§ Exercise prompt: Please keep to the lines below from the one with "let stats = db.stats_all().unwrap();" through the one with "assert_eq!(records.len(), 2);", and restate them word for word, ends included.

§ Given entries:
---

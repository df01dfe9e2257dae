//! SQLite-based session storage and statistics.
//!
//! Provides persistent storage for:
//! - Completed timer segments
//! - Segment statistics (daily and all-time)
//! - Key-value store for application state (engine snapshot, local task
//!   mirror, current workspace)

use chrono::{DateTime, Utc};
use rusqlite::{params, Connection, OptionalExtension};
use serde::{Deserialize, Serialize};

use super::data_dir;
use crate::error::Result;
use crate::timer::Mode;

#[derive(Debug, Clone, Serialize, Deserialize)]
pub struct SessionRecord {
    pub id: i64,
    pub mode: String,
    pub duration_min: u64,
    pub started_at: DateTime<Utc>,
    pub completed_at: DateTime<Utc>,
}

#[derive(Debug, Clone, Serialize, Deserialize, Default)]
pub struct Stats {
    pub sessions: u64,
    pub focus_min: u64,
    pub break_min: u64,
    pub completed_pomodoros: u64,
}

/// SQLite database for segment history and app state.
pub struct Database {
    conn: Connection,
}

impl Database {
    /// Open the database at `~/.config/focusdesk/focusdesk.db`.
    ///
    /// Creates the database file and schema if they don't exist.
    pub fn open() -> Result<Self> {
        let path = data_dir()?.join("focusdesk.db");
        let conn = Connection::open(path)?;
        let db = Self { conn };
        db.migrate()?;
        Ok(db)
    }

    /// Open an in-memory database (for tests).
    #[cfg(test)]
    pub fn open_memory() -> Result<Self> {
        let conn = Connection::open_in_memory()?;
        let db = Self { conn };
        db.migrate()?;
        Ok(db)
    }

    fn migrate(&self) -> Result<()> {
        self.conn.execute_batch(
            "CREATE TABLE IF NOT EXISTS sessions (
                id           INTEGER PRIMARY KEY AUTOINCREMENT,
                mode         TEXT NOT NULL,
                duration_min INTEGER NOT NULL,
                started_at   TEXT NOT NULL,
                completed_at TEXT NOT NULL
            );

            CREATE TABLE IF NOT EXISTS kv (
                key   TEXT PRIMARY KEY,
                value TEXT NOT NULL
            );

            CREATE INDEX IF NOT EXISTS idx_sessions_completed_at ON sessions(completed_at);
            CREATE INDEX IF NOT EXISTS idx_sessions_mode ON sessions(mode);",
        )?;
        Ok(())
    }

    /// Record a completed segment.
    pub fn record_session(
        &self,
        mode: Mode,
        duration_min: u64,
        started_at: DateTime<Utc>,
        completed_at: DateTime<Utc>,
    ) -> Result<i64> {
        self.conn.execute(
            "INSERT INTO sessions (mode, duration_min, started_at, completed_at)
             VALUES (?1, ?2, ?3, ?4)",
            params![
                mode.key(),
                duration_min,
                started_at.to_rfc3339(),
                completed_at.to_rfc3339(),
            ],
        )?;
        Ok(self.conn.last_insert_rowid())
    }

    pub fn recent_sessions(&self, limit: usize) -> Result<Vec<SessionRecord>> {
        let mut stmt = self.conn.prepare(
            "SELECT id, mode, duration_min, started_at, completed_at
             FROM sessions ORDER BY completed_at DESC LIMIT ?1",
        )?;
        let rows = stmt.query_map(params![limit as i64], |row| {
            Ok((
                row.get::<_, i64>(0)?,
                row.get::<_, String>(1)?,
                row.get::<_, u64>(2)?,
                row.get::<_, String>(3)?,
                row.get::<_, String>(4)?,
            ))
        })?;

        let mut records = Vec::new();
        for row in rows {
            let (id, mode, duration_min, started_at, completed_at) = row?;
            records.push(SessionRecord {
                id,
                mode,
                duration_min,
                started_at: parse_rfc3339(&started_at),
                completed_at: parse_rfc3339(&completed_at),
            });
        }
        Ok(records)
    }

    pub fn stats_today(&self) -> Result<Stats> {
        let today = Utc::now().format("%Y-%m-%d").to_string();
        self.stats_where(
            "WHERE completed_at >= ?1",
            params![format!("{today}T00:00:00+00:00")],
        )
    }

    pub fn stats_all(&self) -> Result<Stats> {
        self.stats_where("", params![])
    }

    fn stats_where(&self, clause: &str, args: &[&dyn rusqlite::ToSql]) -> Result<Stats> {
        let sql = format!(
            "SELECT mode, COUNT(*), COALESCE(SUM(duration_min), 0)
             FROM sessions {clause}
             GROUP BY mode"
        );
        let mut stmt = self.conn.prepare(&sql)?;

        let mut stats = Stats::default();
        let rows = stmt.query_map(args, |row| {
            Ok((
                row.get::<_, String>(0)?,
                row.get::<_, u64>(1)?,
                row.get::<_, u64>(2)?,
            ))
        })?;

        for row in rows {
            let (mode, count, minutes) = row?;
            stats.sessions += count;
            match mode.as_str() {
                "focus" => {
                    stats.completed_pomodoros += count;
                    stats.focus_min += minutes;
                }
                "short_break" | "long_break" => {
                    stats.break_min += minutes;
                }
                _ => {}
            }
        }
        Ok(stats)
    }

    // ── Key-value store ──────────────────────────────────────────────

    pub fn kv_get(&self, key: &str) -> Result<Option<String>> {
        let value = self
            .conn
            .query_row("SELECT value FROM kv WHERE key = ?1", params![key], |row| {
                row.get::<_, String>(0)
            })
            .optional()?;
        Ok(value)
    }

    pub fn kv_set(&self, key: &str, value: &str) -> Result<()> {
        self.conn.execute(
            "INSERT INTO kv (key, value) VALUES (?1, ?2)
             ON CONFLICT(key) DO UPDATE SET value = excluded.value",
            params![key, value],
        )?;
        Ok(())
    }

    pub fn kv_delete(&self, key: &str) -> Result<()> {
        self.conn
            .execute("DELETE FROM kv WHERE key = ?1", params![key])?;
        Ok(())
    }
}

fn parse_rfc3339(raw: &str) -> DateTime<Utc> {
    DateTime::parse_from_rfc3339(raw)
        .map(|dt| dt.with_timezone(&Utc))
        .unwrap_or_default()
}

#[cfg(test)]
mod tests {
    use super::*;
    use chrono::Duration;

    #[test]
    fn record_and_count_sessions() {
        let db = Database::open_memory().unwrap();
        let now = Utc::now();

        db.record_session(Mode::Focus, 25, now - Duration::minutes(25), now)
            .unwrap();
        db.record_session(Mode::ShortBreak, 5, now - Duration::minutes(5), now)
            .unwrap();
        db.record_session(Mode::Focus, 25, now - Duration::minutes(25), now)
            .unwrap();

        let stats = db.stats_all().unwrap();
        assert_eq!(stats.sessions, 3);
        assert_eq!(stats.completed_pomodoros, 2);
        assert_eq!(stats.focus_min, 50);
        assert_eq!(stats.break_min, 5);
    }

    #[test]
    fn today_excludes_old_sessions() {
        let db = Database::open_memory().unwrap();
        let now = Utc::now();
        let last_week = now - Duration::days(7);

        db.record_session(Mode::Focus, 25, last_week, last_week)
            .unwrap();
        db.record_session(Mode::Focus, 25, now - Duration::minutes(25), now)
            .unwrap();

        let today = db.stats_today().unwrap();
        assert_eq!(today.completed_pomodoros, 1);
        let all = db.stats_all().unwrap();
        assert_eq!(all.completed_pomodoros, 2);
    }

    #[test]
    fn recent_sessions_newest_first() {
        let db = Database::open_memory().unwrap();
        let now = Utc::now();

        db.record_session(Mode::Focus, 25, now - Duration::hours(2), now - Duration::hours(1))
            .unwrap();
        db.record_session(Mode::LongBreak, 15, now - Duration::minutes(15), now)
            .unwrap();

        let records = db.recent_sessions(10).unwrap();
        assert_eq!(records.len(), 2);
        assert_eq!(records[0].mode, "long_break");
        assert_eq!(records[1].mode, "focus");
    }

    #[test]
    fn kv_set_get_overwrite_delete() {
        let db = Database::open_memory().unwrap();
        assert_eq!(db.kv_get("missing").unwrap(), None);

        db.kv_set("engine", "{}").unwrap();
        assert_eq!(db.kv_get("engine").unwrap().as_deref(), Some("{}"));

        db.kv_set("engine", "{\"mode\":\"focus\"}").unwrap();
        assert_eq!(
            db.kv_get("engine").unwrap().as_deref(),
            Some("{\"mode\":\"focus\"}")
        );

        db.kv_delete("engine").unwrap();
        assert_eq!(db.kv_get("engine").unwrap(), None);
    }
}
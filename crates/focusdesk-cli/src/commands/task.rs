//! Task management commands.

use chrono::NaiveDate;
use clap::Subcommand;
use focusdesk_core::workspace::{CreateTaskInput, OrderUpdate};
use focusdesk_core::{TaskPatch, TaskPriority, TaskStatus};

#[derive(Subcommand)]
pub enum TaskAction {
    /// Create a new task
    Create {
        /// Task title
        title: String,
        #[arg(long)]
        description: Option<String>,
        /// todo, in-progress or completed (default: todo)
        #[arg(long)]
        status: Option<TaskStatus>,
        /// low, medium or high (default: medium)
        #[arg(long)]
        priority: Option<TaskPriority>,
        /// Due date (YYYY-MM-DD)
        #[arg(long)]
        due: Option<NaiveDate>,
    },
    /// List tasks in display order
    List,
    /// Get task details
    Get {
        /// Task ID
        id: String,
    },
    /// Update a task
    Update {
        /// Task ID
        id: String,
        #[arg(long)]
        title: Option<String>,
        #[arg(long)]
        description: Option<String>,
        #[arg(long)]
        status: Option<TaskStatus>,
        #[arg(long)]
        priority: Option<TaskPriority>,
        #[arg(long)]
        due: Option<NaiveDate>,
        #[arg(long)]
        order: Option<i64>,
    },
    /// Delete a task
    Delete {
        /// Task ID
        id: String,
    },
    /// Apply new order keys, e.g. `reorder task-a=500 task-b=1500`
    Reorder {
        /// Stop at the local collection; skip the remote batch write
        #[arg(long)]
        optimistic: bool,
        /// id=order pairs
        updates: Vec<String>,
    },
    /// Reassign contiguous order keys to the active tasks
    Renumber,
}

fn parse_order_updates(raw: &[String]) -> Result<Vec<OrderUpdate>, Box<dyn std::error::Error>> {
    raw.iter()
        .map(|pair| {
            let (id, order) = pair
                .split_once('=')
                .ok_or_else(|| format!("expected id=order, got '{pair}'"))?;
            let order: i64 = order
                .parse()
                .map_err(|_| format!("'{order}' is not an integer order key"))?;
            Ok(OrderUpdate {
                id: id.to_string(),
                order,
            })
        })
        .collect()
}

pub fn run(action: TaskAction) -> Result<(), Box<dyn std::error::Error>> {
    let mut ctx = super::build_context()?;

    match action {
        TaskAction::Create {
            title,
            description,
            status,
            priority,
            due,
        } => {
            let task = ctx.create_task(CreateTaskInput {
                title,
                description,
                status,
                priority,
                due_date: due,
            })?;
            println!("Task created: {}", task.id);
            println!("{}", serde_json::to_string_pretty(&task)?);
        }
        TaskAction::List => {
            println!("{}", serde_json::to_string_pretty(ctx.tasks())?);
        }
        TaskAction::Get { id } => match ctx.tasks().iter().find(|t| t.id == id) {
            Some(task) => println!("{}", serde_json::to_string_pretty(task)?),
            None => println!("Task not found: {id}"),
        },
        TaskAction::Update {
            id,
            title,
            description,
            status,
            priority,
            due,
            order,
        } => {
            let patch = TaskPatch {
                title,
                description,
                status,
                priority,
                due_date: due,
                order,
            };
            if patch.is_empty() {
                return Err("nothing to update; pass at least one field flag".into());
            }
            ctx.update_task(&id, patch)?;
            let task = ctx.tasks().iter().find(|t| t.id == id);
            println!("Task updated:");
            println!("{}", serde_json::to_string_pretty(&task)?);
        }
        TaskAction::Delete { id } => {
            ctx.delete_task(&id)?;
            println!("Task deleted: {id}");
        }
        TaskAction::Reorder {
            optimistic,
            updates,
        } => {
            if updates.is_empty() {
                return Err("pass at least one id=order pair".into());
            }
            let updates = parse_order_updates(&updates)?;
            ctx.reorder_tasks(&updates, optimistic)?;
            println!("{}", serde_json::to_string_pretty(ctx.tasks())?);
        }
        TaskAction::Renumber => {
            let updates = ctx.renumber_orders()?;
            println!("Renumbered {} tasks", updates.len());
            println!("{}", serde_json::to_string_pretty(&updates)?);
        }
    }
    Ok(())
}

---

§ Problem solution:
        let stats = db.stats_all().unwrap();
        assert_eq!(stats.sessions, 3);
        assert_eq!(stats.completed_pomodoros, 2);
        assert_eq!(stats.focus_min, 50);
        assert_eq!(stats.break_min, 5);
    }

    #[test]
    fn today_excludes_old_sessions() {
        let db = Database::open_memory().unwrap();
        let now = Utc::now();
        let last_week = now - Duration::days(7);

        db.record_session(Mode::Focus, 25, last_week, last_week)
            .unwrap();
        db.record_session(Mode::Focus, 25, now - Duration::minutes(25), now)
            .unwrap();

        let today = db.stats_today().unwrap();
        assert_eq!(today.completed_pomodoros, 1);
        let all = db.stats_all().unwrap();
        assert_eq!(all.completed_pomodoros, 2);
    }

    #[test]
    fn recent_sessions_newest_first() {
        let db = Database::open_memory().unwrap();
        let now = Utc::now();

        db.record_session(Mode::Focus, 25, now - Duration::hours(2), now - Duration::hours(1))
            .unwrap();
        db.record_session(Mode::LongBreak, 15, now - Duration::minutes(15), now)
            .unwrap();

        let records = db.recent_sessions(10).unwrap();
        assert_eq!(records.len(), 2);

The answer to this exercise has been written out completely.